Safe Start is a home-visiting program created by Philadelphia's Maternity Care Coalition to help pregnant women with limited resources and chronic health problems.

Thomas Brown, 20, and Candea Atkins, 23, with their infant son, Symar, during a meeting with their Safe Start advocate two weeks ago.in West Philadelphia.
Thomas Brown, 20, and Candea Atkins, 23, with their infant son, Symar, during a meeting with their Safe Start advocate two weeks ago.in West Philadelphia.Read moreJESSICA GRIFFIN / Staff Photographer

Tamika White almost died of preeclampsia, the pregnancy complication marked by sky-high blood pressure. Her son, born three months premature, almost died, too.

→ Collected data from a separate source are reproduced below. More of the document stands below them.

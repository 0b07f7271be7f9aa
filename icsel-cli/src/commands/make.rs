//! `icsel make`: runs the matcher, the model builder (C5), and index
//! lowering (C6) over a function and a target machine, producing the
//! low-level model (and its index maps) a solver consumes — or, with
//! `--action hlmodel`, just the high-level model, for inspection.

use super::{output_path, read_json, write_json};
use clap::{App, Arg, ArgMatches, SubCommand};
use failure::{format_err, Error};
use icsel_core::function::Function;
use icsel_core::lowering::{lower_model, ArrayIndexMaplists};
use icsel_core::matcher::find_all_matches;
use icsel_core::model::build_high_level_model;
use icsel_core::target::TargetMachine;
use std::path::Path;

pub fn cli() -> App<'static, 'static> {
    SubCommand::with_name("make")
        .about("Build the high- or low-level constraint model for a function against a target")
        .arg(
            Arg::with_name("function")
                .long("function")
                .takes_value(true)
                .required(true)
                .help("Path to a Function JSON file"),
        )
        .arg(
            Arg::with_name("target")
                .long("target")
                .takes_value(true)
                .required(true)
                .help("Path to a TargetMachine JSON file"),
        )
        .arg(
            Arg::with_name("action")
                .long("action")
                .takes_value(true)
                .possible_values(&["hlmodel", "llmodel"])
                .default_value("llmodel")
                .help("hlmodel: high-level model only. llmodel: lowered model plus index maps"),
        )
        .arg(
            Arg::with_name("output")
                .short("o")
                .long("output")
                .takes_value(true)
                .required(true)
                .help("Base output path; per §6, each emitted file is suffixed with its output ID"),
        )
}

pub fn run(args: &ArgMatches) -> Result<(), Error> {
    let function_path = Path::new(args.value_of("function").unwrap());
    let target_path = Path::new(args.value_of("target").unwrap());
    let out_base = Path::new(args.value_of("output").unwrap());

    let function: Function = read_json(function_path)?;
    let target: TargetMachine = read_json(target_path)?;

    // Runs serially unless icsel-core's `parallel` feature is enabled.
    let matches = find_all_matches(&function.op_structure.graph, &target)?;
    log::info!("found {} match(es)", matches.len());
    let model = build_high_level_model(&function, &target, &matches)?;

    match args.value_of("action").unwrap() {
        "hlmodel" => write_json(&output_path(out_base, 0), &model)?,
        "llmodel" => {
            let maps = ArrayIndexMaplists::build(&model);
            let lowered = lower_model(&model, &maps)?;
            write_json(&output_path(out_base, 0), &lowered)?;
            write_json(&output_path(out_base, 1), &maps)?;
        }
        other => return Err(format_err!("unknown make action `{}`", other)),
    }
    Ok(())
}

Now, 11 years later, White's job is to help Philadelphia women with the kind of serious medical and social problems she once faced so they can have healthy pregnancies and babies.

White, 35, is a community health worker with Safe Start, a home-visiting program launched two years ago by the Maternity Care Coalition, the venerable Philadelphia nonprofit known for outreach using neon-pink-and-white MOMobiles.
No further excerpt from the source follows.